Steve Edwards' website

The native speaker and the bilingual.

Be wary of the native speaker, and don't bother with the bilingual.

One might imagine that the strongly-bilingual could be the most helpful in learning their language. In fact, they are nearly useless.

More helpful is a person who can barely understand at all — if at all.

While the bilingual are helpful upon specific technical questions, the fact is that you cannot communicate in the language that you are trying to learn with an adept speaker of your own language. The primary impulse to communicate will always automatically switch conversation into the language of greatest facility. This effect may be particularly strong when one is speaking to an adept bilingual speaker of the lingua franca.

Unless you are speaking with a superlative habitual teacher (or paying someone to teach,) there's no point expecting the bilingual to help.

In fact, the bilingual speaker can be an impediment, and even a real pain in the ass — even if he says he wants to help.

The bilingual, where people of mixed ability are together, will almost always be "too helpful" — not helpful at all. They will tend to habitually "jump in" to rescue you from awkward pauses, and will save you from having to think.

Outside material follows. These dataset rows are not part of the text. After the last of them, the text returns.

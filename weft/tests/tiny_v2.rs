use anyhow::Result;
use pretty_assertions::assert_eq;

#[test]
fn read_write_round_trip() -> Result<()> {
	let input = "\
tiny	2	0	obf	named
c	a	Foo
	c	a class comment
	f	I	f	count
		c	a field comment
	m	(La;)V	m	hello
		c	a method comment
		p	1	pa	arg
			c	a parameter comment
		v	2	0	-1	va	local
			c	a variable comment
c	b	Bar
";

	let mappings = weft::tiny_v2::read(input.as_bytes())?;
	assert_eq!(weft::tiny_v2::write_string(&mappings)?, input);

	Ok(())
}

#[test]
fn order_is_preserved() -> Result<()> {
	// deliberately not sorted
	let input = "\
tiny	2	0	obf	named
c	z	Last
c	a	First
	m	(I)V	mb	two
	m	(I)V	ma	one
	f	I	fb	two
	f	I	fa	one
";

	let mappings = weft::tiny_v2::read(input.as_bytes())?;
	assert_eq!(weft::tiny_v2::write_string(&mappings)?, input);

	Ok(())
}

#[test]
fn local_variable_details() -> Result<()> {
	let input = "\
tiny	2	0	obf	named
c	a	Foo
	m	()V	m	hello
		v	3	7	2	va	local
";

	let mappings = weft::tiny_v2::read(input.as_bytes())?;
	let class = mappings.classes.values().next().unwrap();
	let method = class.methods.values().next().unwrap();

	assert_eq!(method.variables.len(), 1);
	let variable = &method.variables[0];
	assert_eq!(variable.index, 3);
	assert_eq!(variable.start, 7);
	assert_eq!(variable.table_index, Some(2));

	Ok(())
}

#[test]
fn missing_names_become_holes() -> Result<()> {
	// the named column is present but empty
	let input = "tiny\t2\t0\tobf\tnamed\nc\ta\t\n";

	let mappings = weft::tiny_v2::read(input.as_bytes())?;
	let class = mappings.classes.values().next().unwrap();

	assert!(class.names.names()[1].is_none());
	assert_eq!(weft::tiny_v2::write_string(&mappings)?, input);
	Ok(())
}

#[test]
fn unknown_sections_are_skipped() -> Result<()> {
	let input = "\
tiny	2	0	obf	named
x	whatever	else
	y	nested	data
c	a	Foo
";

	let mappings = weft::tiny_v2::read(input.as_bytes())?;
	assert_eq!(mappings.classes.len(), 1);
	Ok(())
}

#[test]
fn malformed_headers_are_rejected() {
	assert!(weft::tiny_v2::read("".as_bytes()).is_err());
	assert!(weft::tiny_v2::read("tiny	1	0	a	b\n".as_bytes()).is_err());
	assert!(weft::tiny_v2::read("nope	2	0	a	b\n".as_bytes()).is_err());
	// a name column count mismatch
	assert!(weft::tiny_v2::read("tiny	2	0	a	b\nc	onlyOne\n".as_bytes()).is_err());
}
use anyhow::Result;
use pretty_assertions::assert_eq;

#[test]
fn rename_replaces_labels_only() -> Result<()> {
	let input = "\
tiny	2	0	obf	named
c	a	Foo
	f	I	f	count
	m	(I)V	m	hello
";

	let mappings = weft::tiny_v2::read(input.as_bytes())?;
	let renamed = mappings.rename_namespaces(&["x", "y"])?;

	renamed.info.namespaces.check_that(&["x", "y"])?;
	assert_eq!(renamed.classes, mappings.classes);

	assert!(mappings.rename_namespaces(&["onlyOne"]).is_err());
	Ok(())
}

#[test]
fn rename_round_trip() -> Result<()> {
	let input = "\
tiny	2	0	obf	named
c	a	Foo
	m	(La;)V	m	hello
";

	let mappings = weft::tiny_v2::read(input.as_bytes())?;
	let labels: Vec<&str> = mappings.info.namespaces.names().iter().map(String::as_str).collect();

	assert_eq!(mappings.rename_namespaces(&labels)?, mappings);
	Ok(())
}

#[test]
fn reorder_round_trip() -> Result<()> {
	let input = "\
tiny	2	0	obf	intm	named
c	a	b	c
	f	La;	fa	fb	fc
	m	(La;)V	ma	mb	mc
		p	1	pa	pb	pc
";

	let mappings = weft::tiny_v2::read(input.as_bytes())?;
	let labels: Vec<&str> = mappings.info.namespaces.names().iter().map(String::as_str).collect();

	assert_eq!(mappings.reorder(&labels)?, mappings);
	Ok(())
}

#[test]
fn reorder_rewrites_descriptors() -> Result<()> {
	let input = "\
tiny	2	0	namespaceC	namespaceB	namespaceA
c	C	B	A
	f	LC;	c	b	a
	m	(LC;)V	c	b	a
";
	let output = "\
tiny	2	0	namespaceA	namespaceB	namespaceC
c	A	B	C
	f	LA;	a	b	c
	m	(LA;)V	a	b	c
";

	let reordered = weft::tiny_v2::read(input.as_bytes())?
		.reorder(&["namespaceA", "namespaceB", "namespaceC"])?;

	assert_eq!(weft::tiny_v2::write_string(&reordered)?, output);
	Ok(())
}

#[test]
fn reorder_checks_arity_and_labels() -> Result<()> {
	let input = "\
tiny	2	0	obf	named
c	a	Foo
";
	let mappings = weft::tiny_v2::read(input.as_bytes())?;

	assert!(mappings.reorder(&["obf"]).is_err());
	assert!(mappings.reorder(&["obf", "unknown"]).is_err());

	// duplicating a column is allowed
	let doubled = mappings.reorder(&["named", "named"])?;
	doubled.info.namespaces.check_that(&["named", "named"])?;

	Ok(())
}
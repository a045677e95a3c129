//! Pure transformations over descriptor and signature strings.
//!
//! Everything in here works on strings alone and calls back into a
//! class-name substitution function; nothing recurses into mappings.
//! The grammar for descriptors is:
//! ```txt
//! FieldType:  B | C | D | F | I | J | S | Z | L ClassName ; | [ FieldType
//! MethodDescriptor:  ( FieldType* ) ( FieldType | V )
//! ```
//! Malformed input fails with an error naming the offending string and
//! the byte offset where parsing stopped.

use anyhow::{anyhow, bail, Result};
use crate::name::{ClassName, MethodDescriptor, MethodName};

/// Consumes exactly one field type (or `V` when `allow_void`) starting at
/// byte `i`, pushing the mapped form onto `out`.
fn map_one_type<F>(desc: &str, i: &mut usize, out: &mut String, allow_void: bool, f: &mut F) -> Result<()>
where
	F: FnMut(&str) -> Result<String>,
{
	let bytes = desc.as_bytes();

	while *i < bytes.len() && bytes[*i] == b'[' {
		out.push('[');
		*i += 1;
	}

	let Some(&b) = bytes.get(*i) else {
		bail!("descriptor {desc:?} ends abruptly at byte {i}");
	};

	match b {
		b'B' | b'C' | b'D' | b'F' | b'I' | b'J' | b'S' | b'Z' => {
			out.push(b as char);
			*i += 1;
		},
		b'V' if allow_void => {
			out.push('V');
			*i += 1;
		},
		b'L' => {
			let end = desc[*i..].find(';')
				.map(|e| *i + e)
				.ok_or_else(|| anyhow!("descriptor {desc:?} has no ';' for the class name starting at byte {i}"))?;
			let name = &desc[*i + 1..end];
			if name.is_empty() {
				bail!("descriptor {desc:?} has an empty class name at byte {i}");
			}

			out.push('L');
			out.push_str(&f(name)?);
			out.push(';');
			*i = end + 1;
		},
		other => {
			bail!("unexpected byte {:?} at offset {i} in descriptor {desc:?}", other as char);
		},
	}

	Ok(())
}

/// Substitutes every `L<internal>;` in a type descriptor with
/// `L<f(internal)>;`. Primitives and array dimensions pass through.
///
/// ```
/// # use pretty_assertions::assert_eq;
/// let mapped = spool::desc::map_type_desc("[La;", &mut |name| {
///     Ok(if name == "a" { "b".to_owned() } else { name.to_owned() })
/// }).unwrap();
/// assert_eq!(mapped, "[Lb;");
/// ```
pub fn map_type_desc<F>(desc: &str, f: &mut F) -> Result<String>
where
	F: FnMut(&str) -> Result<String>,
{
	let mut out = String::with_capacity(desc.len());
	let mut i = 0;

	while i < desc.len() {
		map_one_type(desc, &mut i, &mut out, true, f)?;
	}

	Ok(out)
}

/// Substitutes class names in a method descriptor, parameter list and
/// return type alike.
pub fn map_method_desc<F>(desc: &str, f: &mut F) -> Result<String>
where
	F: FnMut(&str) -> Result<String>,
{
	let bytes = desc.as_bytes();
	if bytes.first() != Some(&b'(') {
		bail!("method descriptor {desc:?} doesn't start with '('");
	}

	let mut out = String::with_capacity(desc.len());
	out.push('(');

	let mut i = 1;
	loop {
		match bytes.get(i) {
			Some(b')') => {
				out.push(')');
				i += 1;
				break;
			},
			Some(_) => map_one_type(desc, &mut i, &mut out, false, f)?,
			None => bail!("method descriptor {desc:?} has no ')'"),
		}
	}

	map_one_type(desc, &mut i, &mut out, true, f)?;

	if i != desc.len() {
		bail!("expected end of method descriptor {desc:?} at byte {i}");
	}

	Ok(out)
}

/// Maps a class name that may also be an array descriptor.
///
/// `Class` constant pool entries of instructions like `anewarray` and
/// `checkcast` sometimes carry `[Lfoo;` instead of a plain internal name.
pub fn map_class_or_array<F>(name: &str, f: &mut F) -> Result<String>
where
	F: FnMut(&str) -> Result<String>,
{
	if name.starts_with('[') {
		map_type_desc(name, f)
	} else {
		f(name)
	}
}

/// The return descriptor of a method descriptor, e.g. `LFoo;` of `(I)LFoo;`.
pub fn method_return_type(desc: &str) -> Result<&str> {
	let bytes = desc.as_bytes();
	if bytes.first() != Some(&b'(') {
		bail!("method descriptor {desc:?} doesn't start with '('");
	}

	// skip over the parameter list one type at a time, since a class name
	// may legally contain ')'
	let mut i = 1;
	loop {
		match bytes.get(i) {
			Some(b')') => break,
			Some(b'L') => {
				i = desc[i..].find(';')
					.map(|e| i + e + 1)
					.ok_or_else(|| anyhow!("method descriptor {desc:?} has no ';' for the class name starting at byte {i}"))?;
			},
			Some(_) => i += 1,
			None => bail!("method descriptor {desc:?} has no ')'"),
		}
	}

	let ret = &desc[i + 1..];
	if ret.is_empty() {
		bail!("method descriptor {desc:?} has no return type");
	}
	Ok(ret)
}

/// The internal class name of a method's return type, if the return type
/// is an object type. `None` for primitives, `void` and arrays.
pub fn return_type_internal(desc: &str) -> Result<Option<ClassName>> {
	let ret = method_return_type(desc)?;
	Ok(ret.strip_prefix('L')
		.and_then(|r| r.strip_suffix(';'))
		.map(ClassName::from))
}

/// Splits a `name(params)ret` method declaration into name and descriptor.
///
/// ```
/// # use pretty_assertions::assert_eq;
/// let (name, desc) = spool::desc::parse_method_decl("hello(I)V").unwrap();
/// assert_eq!(name.as_str(), "hello");
/// assert_eq!(desc.as_str(), "(I)V");
/// ```
pub fn parse_method_decl(s: &str) -> Result<(MethodName, MethodDescriptor)> {
	let open = s.find('(')
		.ok_or_else(|| anyhow!("method declaration {s:?} has no '('"))?;

	let name = &s[..open];
	if name.is_empty() {
		bail!("method declaration {s:?} has an empty name");
	}

	let desc = &s[open..];
	// a pure scan validates the descriptor without renaming anything
	map_method_desc(desc, &mut |name| Ok(name.to_owned()))?;

	Ok((MethodName::from(name), MethodDescriptor::from(desc)))
}

/// Splits a member reference that carries its own owner.
///
/// Accepted forms are `owner.name(params)ret` and `owner.field` with the
/// owner as a plain internal name, as well as `Lowner;name(params)ret`
/// and `Lowner;field` with the owner in descriptor form. The returned
/// descriptor is `Some` for the method forms.
pub fn parse_target(s: &str) -> Result<(ClassName, String, Option<MethodDescriptor>)> {
	let (owner, member) = if let Some(rest) = s.strip_prefix('L') {
		let semi = rest.find(';')
			.ok_or_else(|| anyhow!("target {s:?} has no ';' closing the owner"))?;
		(&rest[..semi], &rest[semi + 1..])
	} else {
		let dot = s.find('.')
			.ok_or_else(|| anyhow!("target {s:?} has no '.' separating owner and member"))?;
		(&s[..dot], &s[dot + 1..])
	};

	if owner.is_empty() {
		bail!("target {s:?} has an empty owner");
	}
	if member.is_empty() {
		bail!("target {s:?} has an empty member name");
	}

	if member.contains('(') {
		let (name, desc) = parse_method_decl(member)?;
		Ok((ClassName::from(owner), name.into_string(), Some(desc)))
	} else {
		Ok((ClassName::from(owner), member.to_owned(), None))
	}
}

/// Substitutes class names in a generic signature string.
///
/// Signatures extend descriptors with formal type parameters, type
/// arguments (`<...>` with `*`, `+`, `-` wildcards), type variables
/// (`T<var>;`) and inner class suffixes (`.Inner`); see JVMS §4.7.9.1.
/// Type variable names are left alone. Inner class suffixes are mapped
/// through the `Outer$Inner` binary name; if the mapping doesn't keep
/// the nesting intact, the unmapped simple name is kept.
pub fn map_signature<F>(sig: &str, f: &mut F) -> Result<String>
where
	F: FnMut(&str) -> Result<String>,
{
	let mut p = SigMapper { sig, i: 0, out: String::with_capacity(sig.len()) };

	// formal type parameters: <Name : bound (: bound)*  ... >
	if p.eat(b'<') {
		while !p.eat(b'>') {
			p.copy_until(b':')?;
			p.expect(b':')?;
			// the class bound may be empty
			if !matches!(p.peek(), Some(b':')) {
				p.field_type(f)?;
			}
			while p.eat(b':') {
				p.field_type(f)?;
			}
		}
	}

	if p.eat(b'(') {
		// method signature
		while !p.eat(b')') {
			p.type_sig(f)?;
		}
		if p.eat(b'V') {
			// void return
		} else {
			p.type_sig(f)?;
		}
		while p.eat(b'^') {
			p.field_type(f)?;
		}
	} else {
		// class signature (superclass + superinterfaces) or a single
		// field type signature
		p.field_type(f)?;
		while p.i < p.sig.len() {
			p.field_type(f)?;
		}
	}

	if p.i != p.sig.len() {
		bail!("expected end of signature {sig:?} at byte {}", p.i);
	}

	Ok(p.out)
}

struct SigMapper<'a> {
	sig: &'a str,
	i: usize,
	out: String,
}

impl SigMapper<'_> {
	fn peek(&self) -> Option<u8> {
		self.sig.as_bytes().get(self.i).copied()
	}

	fn eat(&mut self, b: u8) -> bool {
		if self.peek() == Some(b) {
			self.out.push(b as char);
			self.i += 1;
			true
		} else {
			false
		}
	}

	fn expect(&mut self, b: u8) -> Result<()> {
		if !self.eat(b) {
			bail!("expected {:?} at byte {} in signature {:?}", b as char, self.i, self.sig);
		}
		Ok(())
	}

	fn copy_until(&mut self, stop: u8) -> Result<()> {
		let end = self.sig[self.i..].find(stop as char)
			.map(|e| self.i + e)
			.ok_or_else(|| anyhow!("expected {:?} after byte {} in signature {:?}", stop as char, self.i, self.sig))?;
		self.out.push_str(&self.sig[self.i..end]);
		self.i = end;
		Ok(())
	}

	/// `BaseType | FieldTypeSignature`
	fn type_sig<F>(&mut self, f: &mut F) -> Result<()>
	where
		F: FnMut(&str) -> Result<String>,
	{
		match self.peek() {
			Some(b @ (b'B' | b'C' | b'D' | b'F' | b'I' | b'J' | b'S' | b'Z')) => {
				self.eat(b);
				Ok(())
			},
			_ => self.field_type(f),
		}
	}

	/// `ClassTypeSignature | ArrayTypeSignature | TypeVariableSignature`
	fn field_type<F>(&mut self, f: &mut F) -> Result<()>
	where
		F: FnMut(&str) -> Result<String>,
	{
		match self.peek() {
			Some(b'[') => {
				self.eat(b'[');
				self.type_sig(f)
			},
			Some(b'T') => {
				self.eat(b'T');
				self.copy_until(b';')?;
				self.expect(b';')
			},
			Some(b'L') => self.class_type(f),
			other => bail!("unexpected {:?} at byte {} in signature {:?}",
				other.map(|b| b as char), self.i, self.sig),
		}
	}

	/// `L Name TypeArgs? (. SimpleName TypeArgs?)* ;`
	fn class_type<F>(&mut self, f: &mut F) -> Result<()>
	where
		F: FnMut(&str) -> Result<String>,
	{
		self.expect(b'L')?;

		let start = self.i;
		while !matches!(self.peek(), Some(b';' | b'<' | b'.') | None) {
			self.i += 1;
		}

		// the binary name grows by `$Inner` per suffix; the mapped prefix
		// tells us where the mapped simple name starts
		let mut binary = self.sig[start..self.i].to_owned();
		let mut mapped = f(&binary)?;
		self.out.push_str(&mapped);

		loop {
			match self.peek() {
				Some(b'<') => {
					self.eat(b'<');
					while !self.eat(b'>') {
						match self.peek() {
							Some(b'*') => { self.eat(b'*'); },
							Some(b'+') => { self.eat(b'+'); self.field_type(f)?; },
							Some(b'-') => { self.eat(b'-'); self.field_type(f)?; },
							Some(_) => self.field_type(f)?,
							None => bail!("signature {:?} ends inside type arguments", self.sig),
						}
					}
				},
				Some(b'.') => {
					self.i += 1;
					let start = self.i;
					while !matches!(self.peek(), Some(b';' | b'<' | b'.') | None) {
						self.i += 1;
					}
					let inner = &self.sig[start..self.i];

					let prefix = mapped.clone();
					binary.push('$');
					binary.push_str(inner);
					mapped = f(&binary)?;

					self.out.push('.');
					if let Some(rest) = mapped.strip_prefix(&prefix).and_then(|r| r.strip_prefix('$')) {
						self.out.push_str(rest);
					} else {
						// renaming broke the nesting, keep the old simple name
						self.out.push_str(inner);
					}
				},
				Some(b';') => {
					self.eat(b';');
					return Ok(());
				},
				other => bail!("unexpected {:?} at byte {} in signature {:?}",
					other.map(|b| b as char), self.i, self.sig),
			}
		}
	}
}

#[cfg(test)]
mod testing {
	use pretty_assertions::assert_eq;
	use anyhow::Result;
	use super::*;

	fn upper(name: &str) -> Result<String> {
		Ok(name.to_uppercase())
	}

	#[test]
	fn type_descs() -> Result<()> {
		assert_eq!(map_type_desc("I", &mut upper)?, "I");
		assert_eq!(map_type_desc("La;", &mut upper)?, "LA;");
		assert_eq!(map_type_desc("[[La/b;", &mut upper)?, "[[LA/B;");
		assert_eq!(map_type_desc("[[[D", &mut upper)?, "[[[D");
		Ok(())
	}

	#[test]
	fn method_descs() -> Result<()> {
		assert_eq!(map_method_desc("()V", &mut upper)?, "()V");
		assert_eq!(map_method_desc("(ILa;J)La;", &mut upper)?, "(ILA;J)LA;");
		assert_eq!(map_method_desc("([La;[[I)V", &mut upper)?, "([LA;[[I)V");
		Ok(())
	}

	#[test]
	fn malformed_descs() {
		assert!(map_type_desc("La", &mut upper).is_err());
		assert!(map_type_desc("L;", &mut upper).is_err());
		assert!(map_type_desc("Q", &mut upper).is_err());
		assert!(map_method_desc("I", &mut upper).is_err());
		assert!(map_method_desc("(I", &mut upper).is_err());
		assert!(map_method_desc("(V)I", &mut upper).is_err());
		assert!(map_method_desc("()", &mut upper).is_err());
		assert!(map_method_desc("()VV", &mut upper).is_err());
	}

	#[test]
	fn return_types() -> Result<()> {
		assert_eq!(method_return_type("(I)LFoo;")?, "LFoo;");
		assert_eq!(method_return_type("()V")?, "V");
		assert_eq!(return_type_internal("(I)LFoo;")?, Some(ClassName::from("Foo")));
		assert_eq!(return_type_internal("()V")?, None);
		assert_eq!(return_type_internal("()[LFoo;")?, None);
		Ok(())
	}

	#[test]
	fn method_decls() -> Result<()> {
		let (name, desc) = parse_method_decl("run(Ljava/lang/String;)I")?;
		assert_eq!(name.as_str(), "run");
		assert_eq!(desc.as_str(), "(Ljava/lang/String;)I");

		assert!(parse_method_decl("noParens").is_err());
		assert!(parse_method_decl("(I)V").is_err());
		assert!(parse_method_decl("broken(").is_err());
		Ok(())
	}

	#[test]
	fn targets() -> Result<()> {
		assert_eq!(parse_target("a/b/C.member")?,
			(ClassName::from("a/b/C"), "member".to_owned(), None));
		assert_eq!(parse_target("a/b/C.run(I)V")?,
			(ClassName::from("a/b/C"), "run".to_owned(), Some(MethodDescriptor::from("(I)V"))));
		assert_eq!(parse_target("La/b/C;run(I)V")?,
			(ClassName::from("a/b/C"), "run".to_owned(), Some(MethodDescriptor::from("(I)V"))));
		assert_eq!(parse_target("La/b/C;member")?,
			(ClassName::from("a/b/C"), "member".to_owned(), None));

		assert!(parse_target("nodot").is_err());
		assert!(parse_target("La/b/C").is_err());
		assert!(parse_target(".name").is_err());
		assert!(parse_target("owner.").is_err());
		Ok(())
	}

	#[test]
	fn signatures() -> Result<()> {
		assert_eq!(map_signature("La;", &mut upper)?, "LA;");
		assert_eq!(map_signature("La<Lb;>;", &mut upper)?, "LA<LB;>;");
		assert_eq!(map_signature("La<*>;", &mut upper)?, "LA<*>;");
		assert_eq!(map_signature("La<+Lb;-Lc;>;", &mut upper)?, "LA<+LB;-LC;>;");
		assert_eq!(map_signature("TT;", &mut upper)?, "TT;");
		assert_eq!(map_signature("[La<TT;>;", &mut upper)?, "[LA<TT;>;");
		assert_eq!(
			map_signature("<T:Ljava/lang/Object;>(TT;La;)TT;^Lx;", &mut upper)?,
			"<T:LJAVA/LANG/OBJECT;>(TT;LA;)TT;^LX;"
		);
		assert_eq!(
			map_signature("La;Lb<TT;>;", &mut upper)?,
			"LA;LB<TT;>;"
		);
		Ok(())
	}

	#[test]
	fn inner_class_signatures() -> Result<()> {
		// outer renamed, nesting kept
		let mut f = |name: &str| -> Result<String> {
			Ok(match name {
				"a/Outer" => "x/Mapped".to_owned(),
				"a/Outer$In" => "x/Mapped$Part".to_owned(),
				other => other.to_owned(),
			})
		};
		assert_eq!(map_signature("La/Outer<TT;>.In;", &mut f)?, "Lx/Mapped<TT;>.Part;");

		// nesting destroyed by the mapping, old simple name kept
		let mut g = |name: &str| -> Result<String> {
			Ok(match name {
				"a/Outer" => "x/Mapped".to_owned(),
				"a/Outer$In" => "y/Elsewhere".to_owned(),
				other => other.to_owned(),
			})
		};
		assert_eq!(map_signature("La/Outer.In;", &mut g)?, "Lx/Mapped.In;");
		Ok(())
	}
}
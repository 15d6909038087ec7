//! Connected component of a word.

use std::collections::{BTreeSet, HashSet, VecDeque};
use tracing::debug;

use crate::graph::WordGraph;

/// Every word reachable from `start` through true-neighbor edges, `start`
/// included.
///
/// Breadth-first, marking words visited as they leave the frontier, the
/// same way [`shortest_path`](super::path::shortest_path) does but without a
/// target. A start word missing from the graph yields just `{start}`.
pub fn reachable(start: &str, graph: &WordGraph) -> BTreeSet<String> {
    let mut frontier: VecDeque<&str> = VecDeque::new();
    let mut visited: HashSet<&str> = HashSet::new();

    frontier.push_back(start);

    while let Some(word) = frontier.pop_front() {
        if !visited.insert(word) {
            continue;
        }
        for next in graph.neighbors(word) {
            if !visited.contains(next.as_str()) {
                frontier.push_back(next);
            }
        }
    }

    debug!(start, reachable = visited.len(), "reachability computed");
    visited.into_iter().map(String::from).collect()
}

#[cfg(test)]
mod tests {
    use super::*;
    use crate::graph::build;

    #[test]
    fn test_reachable_component() {
        let graph = build(&["cat", "bat", "bag", "dog", "dot", "cot"]);

        let from_cat = reachable("cat", &graph);
        let expected: BTreeSet<String> = ["cat", "bat", "bag", "cot", "dot", "dog"]
            .iter()
            .map(|w| w.to_string())
            .collect();
        assert_eq!(from_cat, expected);
    }

    #[test]
    fn test_reachable_includes_start() {
        let graph = build(&["cat", "dog"]);
        let from_dog = reachable("dog", &graph);
        assert_eq!(from_dog.len(), 1);
        assert!(from_dog.contains("dog"));
    }

    #[test]
    fn test_reachable_separate_components() {
        let graph = build(&["cat", "bat", "dog", "dig"]);
        let from_cat = reachable("cat", &graph);
        assert!(from_cat.contains("bat"));
        assert!(!from_cat.contains("dog"));
        assert!(!from_cat.contains("dig"));
    }

    #[test]
    fn test_reachable_is_stable() {
        let graph = build(&["cold", "cord", "card", "ward", "warm", "word", "worm"]);
        assert_eq!(reachable("cold", &graph), reachable("cold", &graph));
        assert_eq!(reachable("cold", &graph), reachable("warm", &graph));
    }
}
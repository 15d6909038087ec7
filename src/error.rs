//! Error types for wordladder.

use std::path::PathBuf;

/// Errors raised by snapshot I/O, the codec and configuration loading.
///
/// Graph traversal itself never fails: an absent word or an unreachable
/// target is reported through `Option`/empty results, not through this type.
#[derive(Debug, thiserror::Error)]
pub enum LadderError {
    #[error("I/O error on {path}: {source}")]
    Io {
        path: PathBuf,
        #[source]
        source: std::io::Error,
    },

    #[error("failed to encode word graph: {0}")]
    Encode(#[source] bincode::Error),

    #[error("malformed word graph snapshot: {0}")]
    Decode(#[source] bincode::Error),

    #[error("invalid config {path}: {source}")]
    Config {
        path: PathBuf,
        #[source]
        source: toml::de::Error,
    },
}

impl LadderError {
    pub(crate) fn io(path: impl Into<PathBuf>, source: std::io::Error) -> Self {
        LadderError::Io {
            path: path.into(),
            source,
        }
    }
}

pub type Result<T> = std::result::Result<T, LadderError>;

The bilingual can, even, be offensive — almost always presuming that you do not understand ... or, worse, "testing" you — sometimes to show others your ability, sometimes to dismiss your efforts.

People will tell you all sorts of crazy things about their own language. I can see two main causes of this.

• Cultural chauvinism

Most people seem to believe that their language is more difficult than yours. It's an appealing idea, simply because it would imply that you have not faced a challenge equal to that of the other. It's also an idea that is impossible to refute (though not to dispute: the concept is ridiculous, which is clear by how many languages are "more difficult" than others.)

There is, in any case, no measure of such an assertion, an opinion which is based upon an infinite complexity of influences upon the individual's tutelage. And, all complexity aside, there is not a human being who can judge the relative difficulty of the language(s) that one has learned from infancy, compared to anything that one has learned at a later time.

• Lack of perspective caused by proximity

I asked A Romanian speaker, competent in English, what does the word "o" mean. He told me it's not a word. But it's common. It is, in fact, ubiquitous.... I was confused.... "O" is one of two indefinite articles. If it's not a word, then "word" is redefined.

Nobody but a native speaker would make such an irrational statement with such confidence. They're not to be trusted.